WHAT THE TASK ASKS »
In the data that follows, find each line containing "cloned" and copy it.

Records excerpted from a collection »

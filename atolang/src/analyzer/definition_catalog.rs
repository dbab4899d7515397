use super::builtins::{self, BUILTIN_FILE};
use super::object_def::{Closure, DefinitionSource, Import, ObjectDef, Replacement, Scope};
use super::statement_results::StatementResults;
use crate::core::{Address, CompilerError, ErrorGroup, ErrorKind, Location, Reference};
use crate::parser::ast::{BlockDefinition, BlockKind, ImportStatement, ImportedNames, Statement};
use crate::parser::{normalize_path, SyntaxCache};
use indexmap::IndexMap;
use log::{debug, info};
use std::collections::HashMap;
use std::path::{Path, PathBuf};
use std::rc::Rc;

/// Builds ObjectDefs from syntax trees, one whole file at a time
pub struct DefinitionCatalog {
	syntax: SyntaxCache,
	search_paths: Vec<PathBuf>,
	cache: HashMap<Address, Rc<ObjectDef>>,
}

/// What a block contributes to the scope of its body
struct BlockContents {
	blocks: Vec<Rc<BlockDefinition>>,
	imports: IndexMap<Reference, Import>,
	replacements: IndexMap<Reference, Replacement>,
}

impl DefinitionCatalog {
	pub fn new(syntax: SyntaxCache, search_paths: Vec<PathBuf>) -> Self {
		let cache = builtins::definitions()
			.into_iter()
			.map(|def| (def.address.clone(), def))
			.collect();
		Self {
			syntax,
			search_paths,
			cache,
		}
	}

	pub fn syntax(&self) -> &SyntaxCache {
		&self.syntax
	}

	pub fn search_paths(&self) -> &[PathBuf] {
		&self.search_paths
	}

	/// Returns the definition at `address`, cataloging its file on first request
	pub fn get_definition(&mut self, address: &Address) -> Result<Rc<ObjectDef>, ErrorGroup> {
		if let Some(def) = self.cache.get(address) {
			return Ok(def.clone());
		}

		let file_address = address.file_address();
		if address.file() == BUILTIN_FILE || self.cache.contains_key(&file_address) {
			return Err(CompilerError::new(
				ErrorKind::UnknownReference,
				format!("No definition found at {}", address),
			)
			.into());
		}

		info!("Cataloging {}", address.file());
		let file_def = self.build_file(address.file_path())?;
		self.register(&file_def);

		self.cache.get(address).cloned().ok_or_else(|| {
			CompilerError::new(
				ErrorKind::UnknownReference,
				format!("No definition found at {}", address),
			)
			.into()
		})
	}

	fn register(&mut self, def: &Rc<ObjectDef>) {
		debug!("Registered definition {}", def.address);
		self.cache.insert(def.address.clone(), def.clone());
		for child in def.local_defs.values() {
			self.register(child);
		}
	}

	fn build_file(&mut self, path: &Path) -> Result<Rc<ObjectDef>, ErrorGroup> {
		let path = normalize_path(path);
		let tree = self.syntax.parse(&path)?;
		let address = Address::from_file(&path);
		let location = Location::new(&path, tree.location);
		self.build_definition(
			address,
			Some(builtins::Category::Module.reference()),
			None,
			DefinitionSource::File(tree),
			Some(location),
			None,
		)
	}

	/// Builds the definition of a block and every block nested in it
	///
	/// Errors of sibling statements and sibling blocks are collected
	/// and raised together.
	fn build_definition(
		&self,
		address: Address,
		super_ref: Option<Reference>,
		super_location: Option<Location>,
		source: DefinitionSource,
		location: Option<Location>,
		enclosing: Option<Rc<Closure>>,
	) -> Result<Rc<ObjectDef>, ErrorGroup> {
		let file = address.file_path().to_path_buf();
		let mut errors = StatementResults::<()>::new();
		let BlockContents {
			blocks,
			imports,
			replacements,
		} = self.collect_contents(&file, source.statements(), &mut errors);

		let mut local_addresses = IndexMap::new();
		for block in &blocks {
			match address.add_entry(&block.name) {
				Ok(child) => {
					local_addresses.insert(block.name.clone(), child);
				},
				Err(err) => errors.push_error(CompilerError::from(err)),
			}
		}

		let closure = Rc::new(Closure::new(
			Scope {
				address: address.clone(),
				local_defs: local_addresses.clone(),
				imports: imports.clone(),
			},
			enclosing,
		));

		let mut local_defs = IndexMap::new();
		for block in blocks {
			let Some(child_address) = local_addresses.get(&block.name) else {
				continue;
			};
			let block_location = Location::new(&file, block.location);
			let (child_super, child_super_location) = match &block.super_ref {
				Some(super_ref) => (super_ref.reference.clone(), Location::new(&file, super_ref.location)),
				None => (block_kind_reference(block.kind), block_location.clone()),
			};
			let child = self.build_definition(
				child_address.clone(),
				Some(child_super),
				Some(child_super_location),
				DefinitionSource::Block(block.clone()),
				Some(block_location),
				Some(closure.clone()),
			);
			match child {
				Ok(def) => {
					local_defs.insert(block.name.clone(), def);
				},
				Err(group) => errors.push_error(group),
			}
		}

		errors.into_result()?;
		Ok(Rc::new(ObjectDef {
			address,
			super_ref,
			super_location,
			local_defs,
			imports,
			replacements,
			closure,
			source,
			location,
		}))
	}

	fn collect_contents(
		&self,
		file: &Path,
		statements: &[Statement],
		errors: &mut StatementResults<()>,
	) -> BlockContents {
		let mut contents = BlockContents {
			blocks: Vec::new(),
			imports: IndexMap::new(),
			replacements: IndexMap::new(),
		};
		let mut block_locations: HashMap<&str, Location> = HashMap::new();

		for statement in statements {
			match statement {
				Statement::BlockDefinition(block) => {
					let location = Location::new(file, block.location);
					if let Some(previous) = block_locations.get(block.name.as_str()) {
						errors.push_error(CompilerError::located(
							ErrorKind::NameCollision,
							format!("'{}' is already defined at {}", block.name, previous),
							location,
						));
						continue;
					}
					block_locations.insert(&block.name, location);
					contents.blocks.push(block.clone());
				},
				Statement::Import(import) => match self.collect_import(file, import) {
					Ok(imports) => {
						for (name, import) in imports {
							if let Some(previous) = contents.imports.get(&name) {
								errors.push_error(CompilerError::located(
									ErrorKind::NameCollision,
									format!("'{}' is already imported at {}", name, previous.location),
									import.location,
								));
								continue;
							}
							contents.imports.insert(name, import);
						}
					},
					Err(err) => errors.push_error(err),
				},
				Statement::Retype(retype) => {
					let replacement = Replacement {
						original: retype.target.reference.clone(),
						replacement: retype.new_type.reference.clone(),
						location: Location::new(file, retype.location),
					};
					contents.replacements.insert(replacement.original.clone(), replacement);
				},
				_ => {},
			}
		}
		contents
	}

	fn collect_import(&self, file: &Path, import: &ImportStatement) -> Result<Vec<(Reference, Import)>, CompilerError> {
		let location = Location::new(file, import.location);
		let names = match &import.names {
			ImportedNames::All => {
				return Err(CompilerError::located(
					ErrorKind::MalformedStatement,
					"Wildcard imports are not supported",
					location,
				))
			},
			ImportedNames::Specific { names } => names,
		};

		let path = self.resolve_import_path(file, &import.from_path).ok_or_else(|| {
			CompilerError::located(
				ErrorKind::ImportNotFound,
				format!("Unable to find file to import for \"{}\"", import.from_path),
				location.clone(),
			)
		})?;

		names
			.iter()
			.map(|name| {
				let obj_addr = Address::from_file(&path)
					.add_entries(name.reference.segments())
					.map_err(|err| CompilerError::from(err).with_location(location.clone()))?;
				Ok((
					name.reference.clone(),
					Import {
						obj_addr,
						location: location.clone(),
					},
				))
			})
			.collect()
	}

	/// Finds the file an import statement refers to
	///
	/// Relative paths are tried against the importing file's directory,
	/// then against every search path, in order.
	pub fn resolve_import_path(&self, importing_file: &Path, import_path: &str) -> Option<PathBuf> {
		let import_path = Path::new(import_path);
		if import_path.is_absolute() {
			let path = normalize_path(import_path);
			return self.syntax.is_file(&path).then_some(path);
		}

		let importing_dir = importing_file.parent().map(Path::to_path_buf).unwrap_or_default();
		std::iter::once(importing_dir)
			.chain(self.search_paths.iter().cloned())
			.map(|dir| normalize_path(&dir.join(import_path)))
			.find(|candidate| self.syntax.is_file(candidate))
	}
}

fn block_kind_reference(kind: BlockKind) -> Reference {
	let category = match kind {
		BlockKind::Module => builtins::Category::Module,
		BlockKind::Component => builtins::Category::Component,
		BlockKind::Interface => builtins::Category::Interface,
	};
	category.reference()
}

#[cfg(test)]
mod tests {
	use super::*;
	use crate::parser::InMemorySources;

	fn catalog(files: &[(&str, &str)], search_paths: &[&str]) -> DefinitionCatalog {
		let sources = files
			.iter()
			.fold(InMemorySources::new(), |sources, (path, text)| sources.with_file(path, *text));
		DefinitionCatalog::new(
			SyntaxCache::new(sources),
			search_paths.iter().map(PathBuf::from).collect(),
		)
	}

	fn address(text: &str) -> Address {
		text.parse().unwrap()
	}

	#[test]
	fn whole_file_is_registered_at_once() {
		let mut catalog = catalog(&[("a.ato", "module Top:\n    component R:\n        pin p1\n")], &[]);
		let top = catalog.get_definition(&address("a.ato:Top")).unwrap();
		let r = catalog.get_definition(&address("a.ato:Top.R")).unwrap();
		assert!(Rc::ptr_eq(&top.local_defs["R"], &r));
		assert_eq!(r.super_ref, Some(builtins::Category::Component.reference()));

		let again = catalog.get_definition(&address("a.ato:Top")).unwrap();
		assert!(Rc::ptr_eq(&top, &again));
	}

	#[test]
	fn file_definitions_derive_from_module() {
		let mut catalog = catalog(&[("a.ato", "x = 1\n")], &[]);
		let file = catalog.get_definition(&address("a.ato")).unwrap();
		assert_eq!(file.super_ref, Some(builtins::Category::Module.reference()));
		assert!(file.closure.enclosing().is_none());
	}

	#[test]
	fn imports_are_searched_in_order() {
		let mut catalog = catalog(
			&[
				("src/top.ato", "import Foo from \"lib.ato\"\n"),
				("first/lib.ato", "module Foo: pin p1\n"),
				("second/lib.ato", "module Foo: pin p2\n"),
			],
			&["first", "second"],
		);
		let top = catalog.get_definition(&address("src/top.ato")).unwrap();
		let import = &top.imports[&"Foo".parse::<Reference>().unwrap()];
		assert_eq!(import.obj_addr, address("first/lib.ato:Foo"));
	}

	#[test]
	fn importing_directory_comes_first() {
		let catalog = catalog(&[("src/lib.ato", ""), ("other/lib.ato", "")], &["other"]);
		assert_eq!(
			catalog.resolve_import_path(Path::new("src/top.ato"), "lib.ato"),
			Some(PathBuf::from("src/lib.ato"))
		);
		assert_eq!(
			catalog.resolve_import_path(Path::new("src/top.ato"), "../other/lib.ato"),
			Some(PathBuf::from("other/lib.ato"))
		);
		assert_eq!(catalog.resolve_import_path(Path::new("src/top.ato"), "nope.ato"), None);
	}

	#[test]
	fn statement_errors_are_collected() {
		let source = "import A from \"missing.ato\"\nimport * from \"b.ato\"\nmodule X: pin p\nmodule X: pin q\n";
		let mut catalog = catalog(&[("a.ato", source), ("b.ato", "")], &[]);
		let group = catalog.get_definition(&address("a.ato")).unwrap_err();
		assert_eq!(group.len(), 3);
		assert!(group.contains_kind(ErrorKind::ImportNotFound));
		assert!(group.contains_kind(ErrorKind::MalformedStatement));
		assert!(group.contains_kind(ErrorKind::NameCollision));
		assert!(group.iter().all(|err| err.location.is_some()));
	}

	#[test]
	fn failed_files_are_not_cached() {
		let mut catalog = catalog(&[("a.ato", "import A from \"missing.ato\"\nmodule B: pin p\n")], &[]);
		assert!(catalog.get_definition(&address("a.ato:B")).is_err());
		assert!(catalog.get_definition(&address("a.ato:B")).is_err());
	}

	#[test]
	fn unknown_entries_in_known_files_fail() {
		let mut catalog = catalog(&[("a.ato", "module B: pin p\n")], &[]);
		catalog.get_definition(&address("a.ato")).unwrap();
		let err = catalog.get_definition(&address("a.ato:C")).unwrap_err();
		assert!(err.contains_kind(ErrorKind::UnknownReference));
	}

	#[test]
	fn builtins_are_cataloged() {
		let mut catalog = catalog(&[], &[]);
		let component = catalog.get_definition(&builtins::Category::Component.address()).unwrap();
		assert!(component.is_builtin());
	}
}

ANSWER TO THIS PROBLEM »
		self.cache.get(address).cloned().ok_or_else(|| {
			.chain(self.search_paths.iter().cloned())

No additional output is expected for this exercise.